| GIVEN DATA |
# # # #

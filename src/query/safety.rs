//! Gate deciding which generated queries may be passed to the executor.
//!
//! This is a textual heuristic over the upper-cased query, not a SQL parser.
//! It does not see through comments, string literals, or statements chained
//! with `;` after a leading `SELECT`, and a deny-listed word inside an
//! identifier (e.g. a `DROPOFF_DATE` column) is rejected as well. Treat it as
//! a guard against obviously destructive model output, not as protection
//! against SQL injection.

/// Substrings that mark a query as unsafe wherever they appear.
pub const DENY_LIST: [&str; 5] = ["DROP", "DELETE FROM", "TRUNCATE", "ALTER", "CREATE USER"];

const READ_ONLY_PREFIX: &str = "SELECT";

pub fn is_safe(sql: &str) -> bool {
    let normalized = sql.trim().to_uppercase();

    if DENY_LIST.iter().any(|keyword| normalized.contains(keyword)) {
        return false;
    }

    normalized.starts_with(READ_ONLY_PREFIX)
}
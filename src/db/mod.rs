// Static schema descriptions and the stand-in executor. Nothing in here
// opens a real database connection.
pub mod executor;
pub mod schema_registry;
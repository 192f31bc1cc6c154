use tracing_subscriber::{EnvFilter, fmt};

/// Initializes tracing/logging based on environment variables.
///
/// `RUST_LOG` overrides the default `info` filter; `json` switches to
/// one JSON object per line.
pub fn init_tracing(json: bool) {
    let env_filter = EnvFilter::try_from_default_env().unwrap_or_else(|_| EnvFilter::new("info"));

    let subscriber = fmt()
        .with_env_filter(env_filter)
        .with_target(true)
        .with_thread_ids(false);

    if json {
        subscriber.json().init();
    } else {
        subscriber.init();
    }
}
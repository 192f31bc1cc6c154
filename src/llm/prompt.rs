use regex::Regex;
use std::sync::LazyLock;

// First fenced block. The opening fence may carry `sql` (same line or not)
// or any other language tag that ends its line.
static FENCED_BLOCK: LazyLock<Regex> = LazyLock::new(|| {
    Regex::new(r"(?s)```(?:(?i:sql)\b|[A-Za-z]*[ \t]*\n)?(.*?)```").unwrap()
});

pub fn system_prompt(database: &str, schema: &str) -> String {
    format!(
        r#"You are an expert SQL developer. Convert natural language questions to SQL queries.
Database: {}
Schema Information:
{}

Rules:
1. Generate only valid SQL queries
2. Use appropriate JOINs when needed
3. Include WHERE clauses for filters
4. Use proper aliases for tables
5. Optimize for readability
6. Return only the SQL query, no explanations in the query itself"#,
        database, schema
    )
}

pub fn user_message(question: &str, context: Option<&str>) -> String {
    let mut message = format!("Question: {}", question);
    if let Some(context) = context.filter(|c| !c.trim().is_empty()) {
        message.push_str("\n\nAdditional Context: ");
        message.push_str(context);
    }
    message
}

pub fn explanation(question: &str, database: &str) -> String {
    format!("Converted '{}' to SQL query for {} database", question, database)
}

/// Pulls the query out of a model reply, unwrapping a Markdown code fence
/// when the model added one.
pub fn extract_sql(content: &str) -> String {
    if let Some(caps) = FENCED_BLOCK.captures(content) {
        return caps[1].trim().to_string();
    }

    content.trim().to_string()
}
use clap::Parser;
use std::sync::Arc;
use tracing::{error, info, warn};

mod client;
mod config;
mod db;
mod llm;
mod query;
mod util;
mod web;

use crate::client::ApiClient;
use crate::config::{AppConfig, CliArgs, Command, EnvOverrides};
use crate::db::schema_registry::SchemaRegistry;
use crate::llm::LlmManager;
use crate::query::QueryService;
use crate::query::models::GenerationRequest;
use crate::util::logging::init_tracing;
use crate::web::state::AppState;

#[tokio::main]
async fn main() -> Result<(), Box<dyn std::error::Error>> {
    // A local .env may supply OPENAI_API_KEY and friends
    dotenv::dotenv().ok();

    // Parse command line arguments
    let args = CliArgs::parse();

    // Initialize logging
    init_tracing(args.log_json);

    match AppConfig::command(&args) {
        Command::Serve => {
            let config = match AppConfig::new(&args) {
                Ok(config) => config,
                Err(e) => {
                    error!("Failed to load configuration: {}", e);
                    return Err(e.into());
                }
            };
            serve(config).await
        }
        Command::Ask {
            database,
            context,
            execute,
            api_url,
            question,
        } => {
            // Configuration is only consulted when no --api-url was given
            let base_url =
                match AppConfig::api_base_url(&args, api_url.as_deref(), &EnvOverrides::from_env()) {
                    Ok(url) => url,
                    Err(e) => {
                        error!("Failed to load configuration: {}", e);
                        return Err(e.into());
                    }
                };
            let client = ApiClient::new(&base_url)?;
            let request = GenerationRequest {
                question,
                database,
                context,
            };

            if let Err(e) = client::ask(&client, request, execute).await {
                error!("{}", e);
                return Err(e.into());
            }
            Ok(())
        }
    }
}

async fn serve(config: AppConfig) -> Result<(), Box<dyn std::error::Error>> {
    let registry = Arc::new(SchemaRegistry::builtin());
    if registry.is_empty() {
        warn!("No databases registered; every generation request will fail");
    }
    info!("Loaded schemas for databases: {:?}", registry.list_names());

    // One completion client for the whole process
    info!("Initializing LLM client with model: {}", config.llm.model);
    let llm_manager = match LlmManager::new(&config.llm) {
        Ok(manager) => Arc::new(manager),
        Err(e) => {
            error!("Failed to initialize LLM client: {}", e);
            return Err(e.into());
        }
    };

    let query = QueryService::new(registry, llm_manager);
    let app_state = Arc::new(AppState::new(query));

    // Start the web server
    info!("Starting Text2SQL server on {}:{}", config.web.host, config.web.port);
    match web::run_server(config.web, app_state).await {
        Ok(_) => info!("Server stopped gracefully"),
        Err(e) => {
            error!("Server error: {}", e);
            return Err(e.into());
        }
    }

    Ok(())
}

# # # #

Counting only lines above that contain the string "queries", report how many there are and write nothing further.

| ANSWER SECTION |
3